Санька лег, а мать еще немного посидела возле сына, и тихонько кого-то спросила: «Как там наш папка-то?».
Кто-то будто в ответ засверчал в темноте. Вдруг проклюнулись в паутине ветвистого орешника звезды – крупные, тяжелые. Мать покачнулась да затянула старую пробабкину колыбельную, похлопывая ладонью Санькино плечо.

Звякнул цепью Вилька. Зевнул и снова умолк. Стас в одних трусах и сандалетах, надетых наспех, испуганно щерился в темноту двора.
- Сань! Саня! – глухо звал Стас, пробираясь ощупью к открытой кухне.
Санька, уснувший было под колыбельную, тряхнул спросонья головой, удивился визитеру.
- Сань, возьми меня на рыбалку с собой!
Санька округлил глаза, и вдруг сорвался в хохот. Стас в ответ прыснул.

- Чтоб не поднимать шума в доме, вылезешь из окна.
- Только не забудь разбудить.
- Ладно, ладно.
- А Витька – это кто?
- Дружок мой.

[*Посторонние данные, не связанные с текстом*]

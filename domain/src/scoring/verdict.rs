//! Judge verdicts: modes, panels and the aggregated result

use super::score::JudgeScore;
use super::weights::WeightVector;
use crate::core::error::DomainError;
use serde::{Deserialize, Serialize};
use std::fmt;

/// How a race is judged
#[derive(Debug, Clone, Copy, PartialEq, Eq, Default, Serialize, Deserialize)]
#[serde(rename_all = "lowercase")]
pub enum JudgeMode {
    /// One judge pass
    #[default]
    Single,
    /// Several independent panels, aggregated by median
    Consensus,
}

impl JudgeMode {
    pub fn as_str(&self) -> &'static str {
        match self {
            JudgeMode::Single => "single",
            JudgeMode::Consensus => "consensus",
        }
    }
}

impl fmt::Display for JudgeMode {
    fn fmt(&self, f: &mut fmt::Formatter<'_>) -> fmt::Result {
        write!(f, "{}", self.as_str())
    }
}

impl std::str::FromStr for JudgeMode {
    type Err = DomainError;

    fn from_str(s: &str) -> Result<Self, Self::Err> {
        match s.trim().to_lowercase().as_str() {
            "single" => Ok(JudgeMode::Single),
            "consensus" | "panel" => Ok(JudgeMode::Consensus),
            other => Err(DomainError::UnknownJudgeMode(other.to_string())),
        }
    }
}

/// How far a verdict can be trusted
#[derive(Debug, Clone, Copy, PartialEq, Eq, Default, Serialize, Deserialize)]
#[serde(rename_all = "lowercase")]
pub enum ConfidenceLevel {
    High,
    #[default]
    Medium,
    Low,
}

impl fmt::Display for ConfidenceLevel {
    fn fmt(&self, f: &mut fmt::Formatter<'_>) -> fmt::Result {
        match self {
            ConfidenceLevel::High => write!(f, "high"),
            ConfidenceLevel::Medium => write!(f, "medium"),
            ConfidenceLevel::Low => write!(f, "low"),
        }
    }
}

/// One independent judge pass (consensus mode)
#[derive(Debug, Clone, PartialEq, Serialize, Deserialize)]
pub struct PanelRun {
    /// 1-indexed panel number
    pub panel: usize,
    /// Scores ranked best-first
    pub scores: Vec<JudgeScore>,
    pub winner_id: String,
    /// Whether the whole pass fell back to flat scores
    pub fallback: bool,
}

impl PanelRun {
    pub fn total_for(&self, agent_id: &str) -> Option<u8> {
        self.scores
            .iter()
            .find(|s| s.agent_id == agent_id)
            .map(|s| s.total)
    }
}

/// The judge's verdict on a race
#[derive(Debug, Clone, PartialEq, Serialize, Deserialize)]
pub struct JudgeResult {
    pub winner_id: String,
    pub summary: String,
    pub mode: JudgeMode,
    pub weights: WeightVector,
    /// Scores ranked best-first
    pub scores: Vec<JudgeScore>,
    #[serde(default, skip_serializing_if = "Vec::is_empty")]
    pub panels: Vec<PanelRun>,
    pub confidence_level: ConfidenceLevel,
    /// Fraction of the winner's metrics backed by substantive evidence
    pub evidence_coverage: f64,
    /// Mean cross-panel total spread / 40 (0 in single mode)
    pub disagreement_index: f64,
    /// Fraction of panels whose own winner matches the final winner
    pub panel_agreement: f64,
}

impl JudgeResult {
    /// Build a single-mode result from ranked scores.
    ///
    /// Returns `None` when `scores` is empty.
    pub fn single(
        scores: Vec<JudgeScore>,
        summary: impl Into<String>,
        weights: WeightVector,
    ) -> Option<Self> {
        let winner = scores.first()?;
        Some(Self {
            winner_id: winner.agent_id.clone(),
            evidence_coverage: winner.evidence_coverage(),
            summary: summary.into(),
            mode: JudgeMode::Single,
            weights,
            scores,
            panels: Vec::new(),
            confidence_level: ConfidenceLevel::default(),
            disagreement_index: 0.0,
            panel_agreement: 1.0,
        })
    }

    pub fn winner(&self) -> Option<&JudgeScore> {
        self.score_for(&self.winner_id)
    }

    /// Best score that is not the winner's
    pub fn runner_up(&self) -> Option<&JudgeScore> {
        self.scores.iter().find(|s| s.agent_id != self.winner_id)
    }

    pub fn score_for(&self, agent_id: &str) -> Option<&JudgeScore> {
        self.scores.iter().find(|s| s.agent_id == agent_id)
    }

    /// Append a note to the human summary without discarding it
    pub fn annotate(&mut self, note: &str) {
        if self.summary.is_empty() {
            self.summary = note.to_string();
        } else {
            self.summary = format!("{} {}", self.summary, note);
        }
    }
}
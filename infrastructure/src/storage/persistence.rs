//! File-backed persistence sink.
//!
//! Every record except verdicts is appended as one JSON line to
//! `ledger.jsonl`, stamped with a `timestamp`. Verdicts are upserted: each
//! task keeps exactly one `verdicts/<task_id>.json`, replaced atomically when
//! a later verdict arrives. File writes run on the blocking thread pool.

use arena_application::ports::persistence::{
    PersistenceError, PersistenceRecord, PersistenceSink,
};
use arena_domain::TaskId;
use async_trait::async_trait;
use std::fs::{self, File, OpenOptions};
use std::io::{BufWriter, Write};
use std::path::{Path, PathBuf};
use std::sync::{Arc, Mutex};
use tracing::debug;

const LEDGER_FILE: &str = "ledger.jsonl";
const VERDICT_DIR: &str = "verdicts";

pub struct FilePersistenceSink {
    root: PathBuf,
    ledger: Arc<Mutex<BufWriter<File>>>,
}

impl FilePersistenceSink {
    /// Open (or create) the ledger under `root`.
    ///
    /// Creates the directory tree if it doesn't exist.
    pub fn new(root: impl AsRef<Path>) -> Result<Self, PersistenceError> {
        let root = root.as_ref().to_path_buf();
        fs::create_dir_all(root.join(VERDICT_DIR)).map_err(|e| io_error(&root, e))?;

        let ledger_path = root.join(LEDGER_FILE);
        let file = OpenOptions::new()
            .create(true)
            .append(true)
            .open(&ledger_path)
            .map_err(|e| io_error(&ledger_path, e))?;

        Ok(Self {
            root,
            ledger: Arc::new(Mutex::new(BufWriter::new(file))),
        })
    }

    pub fn root(&self) -> &Path {
        &self.root
    }

    pub fn ledger_path(&self) -> PathBuf {
        self.root.join(LEDGER_FILE)
    }

    pub fn verdict_path(&self, task_id: &TaskId) -> PathBuf {
        self.root
            .join(VERDICT_DIR)
            .join(format!("{}.json", task_id.as_str()))
    }

    /// The stored verdict of a task, if any
    pub fn load_verdict(
        &self,
        task_id: &TaskId,
    ) -> Result<Option<PersistenceRecord>, PersistenceError> {
        let path = self.verdict_path(task_id);
        if !path.exists() {
            return Ok(None);
        }
        let text = fs::read_to_string(&path).map_err(|e| io_error(&path, e))?;
        serde_json::from_str(&text)
            .map(Some)
            .map_err(|e| PersistenceError::Serialization(e.to_string()))
    }

    fn verdict_json(record: &PersistenceRecord) -> Result<String, PersistenceError> {
        serde_json::to_string_pretty(record)
            .map_err(|e| PersistenceError::Serialization(e.to_string()))
    }

    fn ledger_line(record: &PersistenceRecord, timestamp: &str) -> Result<String, PersistenceError> {
        let mut value = serde_json::to_value(record)
            .map_err(|e| PersistenceError::Serialization(e.to_string()))?;
        if let serde_json::Value::Object(map) = &mut value {
            map.insert(
                "timestamp".to_string(),
                serde_json::Value::String(timestamp.to_string()),
            );
        }
        serde_json::to_string(&value).map_err(|e| PersistenceError::Serialization(e.to_string()))
    }
}

fn io_error(path: &Path, e: std::io::Error) -> PersistenceError {
    PersistenceError::Io(format!("{}: {}", path.display(), e))
}

fn append_lines(
    ledger: &Mutex<BufWriter<File>>,
    ledger_path: &Path,
    lines: &[String],
) -> Result<(), PersistenceError> {
    if lines.is_empty() {
        return Ok(());
    }
    let mut writer = ledger
        .lock()
        .map_err(|_| PersistenceError::Io("ledger lock poisoned".to_string()))?;
    for line in lines {
        writeln!(writer, "{}", line).map_err(|e| io_error(ledger_path, e))?;
    }
    // Flush per batch for crash safety; the ledger is append-only
    writer.flush().map_err(|e| io_error(ledger_path, e))
}

fn replace_verdict(path: &Path, json: &str) -> Result<(), PersistenceError> {
    let tmp = path.with_extension("json.tmp");
    fs::write(&tmp, json).map_err(|e| io_error(&tmp, e))?;
    fs::rename(&tmp, path).map_err(|e| io_error(path, e))
}

#[async_trait]
impl PersistenceSink for FilePersistenceSink {
    async fn persist(&self, records: Vec<PersistenceRecord>) -> Result<(), PersistenceError> {
        let timestamp = chrono::Utc::now().to_rfc3339_opts(chrono::SecondsFormat::Millis, true);

        // Serialize everything first so a bad record leaves the ledger untouched
        let mut lines = Vec::new();
        let mut verdicts = Vec::new();
        for record in &records {
            match record {
                PersistenceRecord::JudgeVerdict { task_id, .. } => {
                    verdicts.push((self.verdict_path(task_id), Self::verdict_json(record)?))
                }
                _ => lines.push(Self::ledger_line(record, &timestamp)?),
            }
        }

        let ledger = Arc::clone(&self.ledger);
        let ledger_path = self.ledger_path();
        tokio::task::spawn_blocking(move || {
            append_lines(&ledger, &ledger_path, &lines)?;
            verdicts
                .iter()
                .try_for_each(|(path, json)| replace_verdict(path, json))
        })
        .await
        .map_err(|e| PersistenceError::Io(format!("persistence writer failed: {}", e)))??;

        debug!(records = records.len(), root = %self.root.display(), "Persisted batch");
        Ok(())
    }
}

impl Drop for FilePersistenceSink {
    fn drop(&mut self) {
        if let Ok(mut writer) = self.ledger.lock() {
            let _ = writer.flush();
        }
    }
}
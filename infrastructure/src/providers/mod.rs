//! LLM provider adapters implementing the [`LlmGateway`](arena_application::LlmGateway) port

pub mod openai_compat;

pub use openai_compat::{OpenAiCompatConfig, OpenAiCompatGateway, OpenAiCompatSession};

Соседский.
- А чего говорят, будто он малахольный?
- Врут.

Рано утром они вышли за калитку, попадая в плен неотвязного сырого тумана. Стас клевал носом, одолевая озноб во всем теле и страх перед утренним степным безмолвием. Затевать разговор никому не хотелось и не было нужды. И только у развилки завязался приглушенный спор.
- Нечего нарываться…
- Так ближе. Чего нам бояться?
Витька досадливо твердил:
- Куда нам спешить?
Санька пояснил ничего непонимающему Стасу:
- Дальше кладбище будет. Витюха предлагает его обойти. А это такого кругаля давать! Я и говорю – чего нам бояться?
Стас хихикнул:
- Пошли, я анекдот по случаю расскажу.
Туман поглотил фигуры мальчиков, и только разметал тишину зычный голос Стаса: «Однажды поздно ночью возвращается домой одна девчонка с танцев… А ей через кладбище нужно пройти. Видит – парень стоит. Она подходит к нему и говорит: «Проводите меня через кладбище, пожалуйста. А то я привидений боюсь». А он ей отвечает: «А чего нас бояться?». Сорвался, резанул воздух мальчишеский хохот, да тут же осеклись, проглотили смех. Из тумана выплыли кресты – началось кладбище.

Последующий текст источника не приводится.